These dependency proceedings were commenced on June 1, 2016, when the Contra Costa County Bureau of Children and Family Services (the "Agency") filed petitions on behalf of the two young boys, L.G. and I.M., and their two half-sisters, seven-year-old G. and five-year-old N., alleging the children's mother had physically abused her 5-year-old daughter with a belt. L.G. was barely two years old and I.M. was less than a week old. The impetus for initiating proceedings was a report made a few days earlier to the Richmond Police Department, the day before I.M. was born, of suspected abuse of five-year-old N., which led to authorities taking the two little girls and their half-brother L.G. into emergency protective custody.

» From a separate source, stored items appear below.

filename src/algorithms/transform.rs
use crate::algorithms::distance::DistanceScratch;
use crate::core::numeric::Numeric;
use crate::core::shapelet::Shapelet;
use crate::core::timeseries::Dataset;
use crate::error::{Result, ShapeletError};

/// Shapelet transform: map every series of `dataset` to its distances from a
/// set of shapelet samples.
///
/// Row `i` holds one feature per shapelet: the minimum distance from that
/// shapelet to any window of series `i`.
///
/// # Errors
/// [`ShapeletError::ZeroLength`] for an empty shapelet and
/// [`ShapeletError::LengthExceedsSeries`] if a shapelet is longer than one of
/// the series.
pub fn transform_values<N, S>(dataset: &Dataset<N>, shapelets: &[S]) -> Result<Vec<Vec<N>>>
where
    N: Numeric,
    S: AsRef<[N]>,
{
    for shapelet in shapelets {
        let len = shapelet.as_ref().len();
        if len == 0 {
            return Err(ShapeletError::ZeroLength);
        }
        if let Some((series, ts)) = dataset.iter().enumerate().find(|(_, ts)| ts.len() < len) {
            return Err(ShapeletError::LengthExceedsSeries {
                max: len,
                series,
                series_len: ts.len(),
            });
        }
    }

    let max_len = shapelets.iter().map(|s| s.as_ref().len()).max().unwrap_or(0);
    let mut scratch = DistanceScratch::with_capacity(max_len);
    let mut features = vec![Vec::with_capacity(shapelets.len()); dataset.len()];

    // Shapelet-major so each pivot is normalized once
    for shapelet in shapelets {
        scratch.set_pivot(shapelet.as_ref());
        for (row, ts) in features.iter_mut().zip(dataset) {
            row.push(scratch.min_distance(ts.values()));
        }
    }
    Ok(features)
}

/// Shapelet transform using shapelets selected from `source`.
///
/// `dataset` may be `source` itself or new data of compatible length.
/// Shapelets that do not fit `source` produce no feature column.
///
/// # Errors
/// Same as [`transform_values`].
pub fn transform<N: Numeric>(
    dataset: &Dataset<N>,
    shapelets: &[Shapelet<N>],
    source: &Dataset<N>,
) -> Result<Vec<Vec<N>>> {
    let values: Vec<&[N]> = shapelets.iter().filter_map(|s| s.values(source)).collect();
    transform_values(dataset, &values)
}
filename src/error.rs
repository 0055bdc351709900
use std::fmt;
use std::path::PathBuf;

#[derive(Debug)]
pub enum Error {
    SourceNotFound(PathBuf),
    SourceMalformed(String),
    StoreCorrupt(String),
    Provider(String),
    EmptyDesiredSet,
    Config(String),
}

impl std::error::Error for Error {}

impl fmt::Display for Error {
    fn fmt(&self, f: &mut fmt::Formatter<'_>) -> fmt::Result {
        match self {
            Error::SourceNotFound(path) => write!(f, "Source file not found: {}", path.display()),
            Error::SourceMalformed(msg) => write!(f, "Source file unreadable: {msg}"),
            Error::StoreCorrupt(msg) => write!(f, "Record store corrupt: {msg}"),
            Error::Provider(msg) => write!(f, "Provider error: {msg}"),
            Error::EmptyDesiredSet => write!(
                f,
                "Desired IP set is empty; refusing to delete all records without --allow-empty"
            ),
            Error::Config(msg) => write!(f, "Configuration error: {msg}"),
        }
    }
}
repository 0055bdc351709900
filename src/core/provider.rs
use crate::core::record::RecordRef;
use crate::error::Error;
use async_trait::async_trait;
use std::net::IpAddr;

/// Remote DNS API boundary. All four operations are single network calls
/// against the configured zone and hostname; retry policy, if any, belongs
/// to the caller.
#[cfg_attr(test, mockall::automock)]
#[async_trait]
pub trait DnsProvider: Send + Sync {
    fn name(&self) -> &str;

    /// Creates one A record with the given content and returns the
    /// provider-assigned record id.
    async fn create_record(&self, ip: IpAddr) -> Result<String, Error>;

    /// Sets the content of the identified record to the given ip.
    async fn update_record(&self, id: &str, ip: IpAddr) -> Result<(), Error>;

    /// Removes the identified record.
    async fn delete_record(&self, id: &str) -> Result<(), Error>;

    /// Lists the records currently present remotely for the managed
    /// hostname. Used as a consistency check against the local store.
    async fn list_records(&self) -> Result<Vec<RecordRef>, Error>;
}
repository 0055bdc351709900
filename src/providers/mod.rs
pub mod cloudflare;
use serde::{Deserialize, Serialize};
use std::net::IpAddr;

/// One remote A record previously created by this tool. The id is the
/// provider-assigned identifier and is the only durable link between the
/// local store and the remote zone.
#[derive(Debug, Clone, PartialEq, Eq, Serialize, Deserialize)]
pub struct RecordRef {
    #[serde(rename = "Record ID")]
    pub id: String,
    #[serde(rename = "IP")]
    pub ip: IpAddr,
}

impl RecordRef {
    pub fn new(id: impl Into<String>, ip: IpAddr) -> Self {
        Self { id: id.into(), ip }
    }
}
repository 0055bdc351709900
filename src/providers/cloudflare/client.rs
use reqwest::{Client, RequestBuilder};
use serde::de::DeserializeOwned;
use std::net::IpAddr;
use std::time::Duration;

use crate::config::{Auth, Config};
use crate::providers::cloudflare::error::CloudflareError;
use crate::providers::cloudflare::types::*;

pub struct CloudflareProvider {
    config: Config,
    client: Client,
}

impl CloudflareProvider {
    pub fn new(config: Config) -> Result<Self, CloudflareError> {
        let client = Client::builder().timeout(Duration::from_secs(30)).build()?;
        Ok(Self { config, client })
    }

    fn records_url(&self) -> String {
        format!(
            "{}/zones/{}/dns_records",
            self.config.api_url, self.config.zone_id
        )
    }

    fn authorize(&self, req: RequestBuilder) -> RequestBuilder {
        match &self.config.auth {
            Auth::Token(token) => req.bearer_auth(token),
            Auth::Key { email, key } => req.header("X-Auth-Email", email).header("X-Auth-Key", key),
        }
    }

    /// Checks both the HTTP status and the body's success flag before
    /// unwrapping the result payload.
    async fn handle_response<T>(&self, response: reqwest::Response) -> Result<T, CloudflareError>
    where
        T: DeserializeOwned,
    {
        let status = response.status();
        if !status.is_success() {
            let body = response.text().await.unwrap_or_default();
            return Err(CloudflareError::Api {
                status: status.as_u16(),
                body,
            });
        }

        let envelope: ApiResponse<T> = response.json().await?;
        if !envelope.success {
            let body = envelope
                .errors
                .iter()
                .map(|e| format!("{}: {}", e.code, e.message))
                .collect::<Vec<_>>()
                .join("; ");
            return Err(CloudflareError::Api {
                status: status.as_u16(),
                body,
            });
        }

        envelope
            .result
            .ok_or_else(|| CloudflareError::InvalidResponse("missing result".to_string()))
    }

    pub async fn create(&self, ip: IpAddr) -> Result<DnsRecord, CloudflareError> {
        let req = RecordRequest::new(&self.config.record_name, ip, self.config.ttl);
        let response = self
            .authorize(self.client.post(self.records_url()))
            .json(&req)
            .send()
            .await?;
        self.handle_response(response).await
    }

    pub async fn update(&self, id: &str, ip: IpAddr) -> Result<DnsRecord, CloudflareError> {
        let req = RecordRequest::new(&self.config.record_name, ip, self.config.ttl);
        let response = self
            .authorize(self.client.put(format!("{}/{}", self.records_url(), id)))
            .json(&req)
            .send()
            .await?;
        self.handle_response(response).await
    }

    pub async fn delete(&self, id: &str) -> Result<DeletedRecord, CloudflareError> {
        let response = self
            .authorize(self.client.delete(format!("{}/{}", self.records_url(), id)))
            .send()
            .await?;
        self.handle_response(response).await
    }

    pub async fn list(&self) -> Result<Vec<DnsRecord>, CloudflareError> {
        let response = self
            .authorize(self.client.get(self.records_url()))
            .query(&[("name", self.config.record_name.as_str())])
            .send()
            .await?;
        self.handle_response(response).await
    }
}
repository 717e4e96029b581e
//! Configuration module
//!
//! Settings for the trusted-environment authentication strategy, loadable
//! from YAML with environment variable expansion and validation.

use crate::identity::DropScope;
use serde::{Deserialize, Serialize};
use std::path::Path;
use thiserror::Error;

mod loader;

pub use loader::ConfigLoader;

/// Variable consulted when none is configured
pub const DEFAULT_VARIABLE_NAME: &str = "REMOTE_USER";

/// Configuration errors
#[derive(Error, Debug)]
pub enum ConfigError {
    #[error("Failed to read config file: {0}")]
    IoError(#[from] std::io::Error),

    #[error("Failed to parse config: {0}")]
    ParseError(#[from] serde_yaml::Error),

    #[error("Invalid configuration: {0}")]
    ValidationError(String),
}

/// Strategy configuration
///
/// # Example
///
/// ```yaml
/// variable_name: REMOTE_USER
/// force_lowercase: true
/// drop_scope:
///   - example.com
///   - corp.example.com
/// ```
#[derive(Debug, Clone, Serialize, Deserialize)]
pub struct EnvAuthConfig {
    /// Environment entry holding the trusted identity. Default: `REMOTE_USER`
    #[serde(default = "default_variable_name")]
    pub variable_name: String,

    /// ASCII lower-case the raw value before scope processing. Default: false
    #[serde(default)]
    pub force_lowercase: bool,

    /// Scope stripping: absent, `true`, a scope, or an ordered scope list
    #[serde(default)]
    pub drop_scope: Option<DropScope>,
}

impl Default for EnvAuthConfig {
    fn default() -> Self {
        Self {
            variable_name: default_variable_name(),
            force_lowercase: false,
            drop_scope: None,
        }
    }
}

fn default_variable_name() -> String {
    DEFAULT_VARIABLE_NAME.to_string()
}

impl EnvAuthConfig {
    /// Load configuration from a file
    pub fn load<P: AsRef<Path>>(path: P) -> Result<Self, ConfigError> {
        ConfigLoader::load(path)
    }

    /// Validate the configuration
    pub fn validate(&self) -> Result<(), ConfigError> {
        if self.variable_name.trim().is_empty() {
            return Err(ConfigError::ValidationError(
                "variable_name cannot be empty".into(),
            ));
        }

        let scopes: &[String] = match &self.drop_scope {
            Some(DropScope::One(scope)) => std::slice::from_ref(scope),
            Some(DropScope::Many(scopes)) => {
                if scopes.is_empty() {
                    return Err(ConfigError::ValidationError(
                        "drop_scope list cannot be empty".into(),
                    ));
                }
                scopes
            }
            Some(DropScope::Any(_)) | None => &[],
        };

        for scope in scopes {
            if scope.is_empty() {
                return Err(ConfigError::ValidationError(
                    "drop_scope entries cannot be empty".into(),
                ));
            }
            if scope.starts_with('@') {
                return Err(ConfigError::ValidationError(format!(
                    "drop_scope entry '{}' must not include the '@' separator",
                    scope
                )));
            }
        }

        Ok(())
    }
}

By the time of the contested jurisdiction hearing, which took place several months later, the case had greatly expanded with the petitions, as amended, alleging the boys were subject to the juvenile court's jurisdiction on several grounds. Pursuant to section 300, subdivision (b), the Agency alleged father had failed to protect the boys' half-sister N. from their mother's use of excessive physical force (count b-3) and that mother had failed to protect the boys from father who had hit the children (other than the infant) on multiple occasions as a form of physical discipline (count b-1). In addition, pursuant to section 300, subdivision (d), the Agency alleged there was a substantial risk the boys would be sexually abused because father had sexually abused their sibling on multiple occasions. The parents pled no contest to the physical abuse allegations, which the juvenile court found true, leaving only the contested sexual abuse allegations.

Under that provision, dependency jurisdiction may be exercised where a child "has been sexually abused, or there is a substantial risk that the child will be sexually abused, as defined in Section 11165.1 of the Penal Code, by his or her parent or guardian or a member of his or her household," or where a parent or guardian "has failed to adequately protect the child from sexual abuse when the parent or guardian knew or reasonably should have known that the child was in danger of sexual abuse." (§ 300, subd. (d).)

The Agency's suspicions of possible sexual abuse first surfaced on May 31, 2016, when an Agency social worker met with the children after they had just been removed from their parents' custody and placed in foster care. According to the social worker's account in the detention report, he asked the little girl, N., "about good and bad touches since she allegedly told [Richmond Police Department] that some man with dreadlocks at the babysitter's apartment in San Francisco has touched her approximately five times. She was able to discern between a good touch and a bad touch, but when questioned denied any bad touches." The report went on to note that the issue would be further explored in conjunction with the Richmond Police Department but that the police "did not believe there were sufficient statements to warrant a SART exam," and that "[t]here is also some confusion as mother has stated the children are not baby sat in San Francisco or elsewhere. Only [N.'s older sister, G.] is at an after school program. [N.] was set to start pre-school in August in San Francisco."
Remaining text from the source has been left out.